The three weeks we spent there was an idyllic time for us all. We were anchored near a small uninhabited island, cloaked in overhanging coconut palms that surrounded a small house in the centre. Each weekend, the young men of the small town would bring out their girlfriends to enjoy their favours, well away from the prying eyes of their parents. We met up with them the first weekend we were there, and they soon became friends with us, visiting the ship.
Dirty-Mike found himself a young, if overweight, local girl, and spent many a night with her in her parent's house in town. Even when he was placed under ship arrest by the French Gendarmerie when they found out about him illegally leaving Western Samoa, he would slip ashore at night to see her. They talked of deporting him back to New Zealand, but as he was broke they would have to pay for it themselves. Several years later, he found out that there was a baby Dirty-Mike running wild on Wallis Island.
At 1100 hours on 5th December, we left Wallis Island, bound for Fiji. We rounded Udu Point and passed through the Somosomo Straight, and the high wooded, island of Nasaroleru and Taveuni rose each side of us in the moonlight. Steaming across the calm, sheltered Koro Sea surrounded by the Fijian Islands, we passed close to Koro Island... a small volcanic cone jutting out of the water. Once Debut passed through the outer fringing reef on the south side of Vitu Levu into Suva Harbour, Dirty-Mike let go the anchor in the Quarantine Anchorage in Walu Bay.
Dirty-Mike moved on shore and spent Christmas with an old friend from Apia. When he finally managed to sell his fishing-boat as a scuba-diving tender, he flew back to New Zealand. But after ten years of being away in the South Seas, the organized, over-regulated lifestyle of Auckland didn't suit him. He decided to return to Western Samoa and face the music. Somehow, he managed to elude being sent to prison for his sins, and his wife took him back into the family.
The six months we were allowed to spend in Fiji passed pleasantly for us, with Mariana over-indulging herself with ice-cream, chips and jammy-doughnuts. Almost everyday, I went drinking and playing snooker in the R.S.A., while Mariana preferred the cinema in town. She would laugh her head off at the Bollywood films that she couldn't even understand.
There was no chance of me finding work for my ship in Fiji, as the only vessels allowed to ply their trade in Fijian waters must not only be owned exclusively by local businessmen, but must have actually been constructed in the Fijian Islands.
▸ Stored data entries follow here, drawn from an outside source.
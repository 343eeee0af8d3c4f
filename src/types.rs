use chrono::{DateTime, Utc};
use serde::{Deserialize, Serialize};

/// DNS record type accepted by the Vercel API.
///
/// Serialized as uppercase strings (`"A"`, `"AAAA"`, `"CNAME"`, etc.).
#[derive(Debug, Clone, Copy, PartialEq, Eq, Hash, Serialize, Deserialize)]
#[serde(rename_all = "UPPERCASE")]
pub enum RecordType {
    /// IPv4 address record.
    A,
    /// IPv6 address record.
    Aaaa,
    /// Vercel's CNAME-at-apex alias record.
    Alias,
    /// Certificate Authority Authorization record.
    Caa,
    /// Canonical name (alias) record.
    Cname,
    /// HTTPS service binding record.
    Https,
    /// Mail exchange record.
    Mx,
    /// Name server record.
    Ns,
    /// Service locator record.
    Srv,
    /// Text record.
    Txt,
}

/// A single DNS record value, provider-agnostic.
///
/// One `Record` represents exactly one value: a zone holding three MX targets
/// holds three `Record`s, each addressed by its own provider-assigned
/// [`id`](Self::id). Names are relative to the zone (`"www"`, or `"@"`/`""`
/// for the apex), never fully qualified.
#[derive(Debug, Clone, PartialEq, Serialize, Deserialize)]
#[serde(rename_all = "camelCase")]
pub struct Record {
    /// Provider-assigned identifier. Empty until the record has been created;
    /// the only stable handle for updating or deleting a specific value.
    #[serde(default, skip_serializing_if = "String::is_empty")]
    pub id: String,
    /// Record name, relative to the zone.
    pub name: String,
    /// Record type.
    #[serde(rename = "type")]
    pub record_type: RecordType,
    /// Record value: the address for A/AAAA, target hostname for
    /// CNAME/ALIAS/MX/SRV, raw text content for TXT.
    pub value: String,
    /// Time to live in seconds. `0` lets the provider apply its default.
    #[serde(default)]
    pub ttl: u32,
    /// MX or SRV priority (lower = preferred).
    #[serde(skip_serializing_if = "Option::is_none")]
    pub priority: Option<u16>,
    /// SRV weight for load balancing among same-priority targets.
    #[serde(skip_serializing_if = "Option::is_none")]
    pub weight: Option<u16>,
    /// SRV TCP/UDP port number.
    #[serde(skip_serializing_if = "Option::is_none")]
    pub port: Option<u16>,
    /// When the record was created, if known.
    #[serde(skip_serializing_if = "Option::is_none")]
    pub created_at: Option<DateTime<Utc>>,
    /// When the record was last updated, if known.
    #[serde(skip_serializing_if = "Option::is_none")]
    pub updated_at: Option<DateTime<Utc>>,
}

impl Record {
    /// Create a record with no id, no service metadata and no timestamps.
    pub fn new(
        name: impl Into<String>,
        record_type: RecordType,
        value: impl Into<String>,
        ttl: u32,
    ) -> Self {
        Self {
            id: String::new(),
            name: name.into(),
            record_type,
            value: value.into(),
            ttl,
            priority: None,
            weight: None,
            port: None,
            created_at: None,
            updated_at: None,
        }
    }
}
//! Vercel live-API integration tests.
//!
//! Run with:
//! ```bash
//! VERCEL_API_TOKEN=xxx TEST_DOMAIN=example.com \
//!     cargo test --test vercel_live_test -- --ignored --nocapture --test-threads=1
//! ```
//! Team-owned zones additionally need `VERCEL_TEAM_ID=team_xxx`.

mod common;

use common::{TestContext, generate_test_record_name};
use vercel_dns_provider::{DnsProvider, Record, RecordType};

#[tokio::test]
#[ignore = "integration test: requires VERCEL_API_TOKEN and TEST_DOMAIN"]
async fn test_vercel_validate_credentials() {
    skip_if_no_credentials!("VERCEL_API_TOKEN", "TEST_DOMAIN");

    let ctx = require_some!(TestContext::vercel(), "failed to build test context");
    let valid = require_ok!(
        ctx.provider.validate_credentials().await,
        "validate_credentials call failed"
    );
    assert!(valid, "credentials should be accepted");

    println!("✓ validate_credentials passed");
}

#[tokio::test]
#[ignore = "integration test: requires VERCEL_API_TOKEN and TEST_DOMAIN"]
async fn test_vercel_get_records() {
    skip_if_no_credentials!("VERCEL_API_TOKEN", "TEST_DOMAIN");

    let ctx = require_some!(TestContext::vercel(), "failed to build test context");
    let records = require_ok!(
        ctx.provider.get_records(&ctx.zone).await,
        "get_records call failed"
    );

    println!("✓ get_records passed, {} records in zone", records.len());
}

#[tokio::test]
#[ignore = "integration test: requires VERCEL_API_TOKEN and TEST_DOMAIN"]
async fn test_vercel_append_list_delete_cycle() {
    skip_if_no_credentials!("VERCEL_API_TOKEN", "TEST_DOMAIN");

    let ctx = require_some!(TestContext::vercel(), "failed to build test context");
    let name = generate_test_record_name();
    let record = Record::new(&name, RecordType::Txt, "integration-test", 60);

    let created = require_ok!(
        ctx.provider.append_records(&ctx.zone, &[record.clone()]).await,
        "append_records call failed"
    );
    assert_eq!(created.len(), 1);
    assert!(!created[0].id.is_empty(), "created record should carry an id");

    let listed = require_ok!(
        ctx.provider.get_records(&ctx.zone).await,
        "get_records call failed"
    );
    assert!(
        listed.iter().any(|r| r.name == name && r.value == "integration-test"),
        "appended record should be listed"
    );

    let deleted = require_ok!(
        ctx.provider.delete_records(&ctx.zone, &[record.clone()]).await,
        "delete_records call failed"
    );
    assert_eq!(deleted.len(), 1);

    // Idempotence: deleting again is a no-op, not an error.
    require_ok!(
        ctx.provider.delete_records(&ctx.zone, &[record]).await,
        "second delete_records call failed"
    );

    println!("✓ append/list/delete cycle passed for {name}");
}

#[tokio::test]
#[ignore = "integration test: requires VERCEL_API_TOKEN and TEST_DOMAIN"]
async fn test_vercel_set_updates_in_place() {
    skip_if_no_credentials!("VERCEL_API_TOKEN", "TEST_DOMAIN");

    let ctx = require_some!(TestContext::vercel(), "failed to build test context");
    let name = generate_test_record_name();
    let record = Record::new(&name, RecordType::Txt, "set-test", 60);

    // First set creates.
    let created = require_ok!(
        ctx.provider.set_records(&ctx.zone, &[record.clone()]).await,
        "first set_records call failed"
    );
    assert!(!created[0].id.is_empty());

    // Second set with a new TTL updates the same record.
    let updated = require_ok!(
        ctx.provider
            .set_records(&ctx.zone, &[Record { ttl: 120, ..record.clone() }])
            .await,
        "second set_records call failed"
    );
    assert_eq!(
        updated[0].id, created[0].id,
        "update should keep the record id"
    );

    let _ = ctx.provider.delete_records(&ctx.zone, &[record]).await;

    println!("✓ set update-in-place passed for {name}");
}
//! Adapters Layer - External System Implementations
//!
//! This module contains implementations of the port traits:
//! - Listing site: listedon.org exchange listing pages (HTML scraping)
//! - CoinGecko: asset search, coin details and market-cap listings
//! - Rate limit: request pacing shared by the HTTP adapters
//! - CLI: Command-line interface handlers

pub mod cli;
pub mod coingecko;
pub mod listing_site;
pub mod rate_limit;

pub use cli::CliApp;
pub use coingecko::{ApiPlan, CoinGeckoClient, CoinGeckoConfig};
pub use listing_site::{ListingSiteClient, ListingSiteConfig};
pub use rate_limit::{RateLimiter, SharedRateLimiter};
After six months of high living, it was time to travel westward in the hope of earning some money on which to live.
At 1000 hours on 13th June, 1984, we got under way bound for Vila, in Vanuatu. By 1430 hours, Debut cleared the western end of Mbengga Passage, and I set the course of 270 degrees into the auto-pilot. The next day, the weather quickly deteriorated into a full storm. Large cresting swells, some up to 30 feet high, were crashing against the port quarter and breaking across the deck. The port side-deck was permanently filled with sea water to the height of the bulwarks, and the main deck was awash. Cooking became very difficult, but I managed a pot of boiled potatoes and hard-boiled eggs.
The seas moderated a little at dusk, and we ploughed on through the night on our westerly course. It was very tiring, running the ship with only the two of us on board, but there was no way we could stop the engine to rest. By dawn, the wind had increased again from the southeast, smashing large breakers against our port side.
When I managed to grab a quick noon sight through the overcast, it was found that we'd been set some 45 miles south of our course-line by the current. I altered the setting of the auto-pilot to 280 degrees magnetic. At 1351 hours, I managed an afternoon sight, which corroborated my noon sight. I brought the course round still further to 285 degrees to be on the safe side.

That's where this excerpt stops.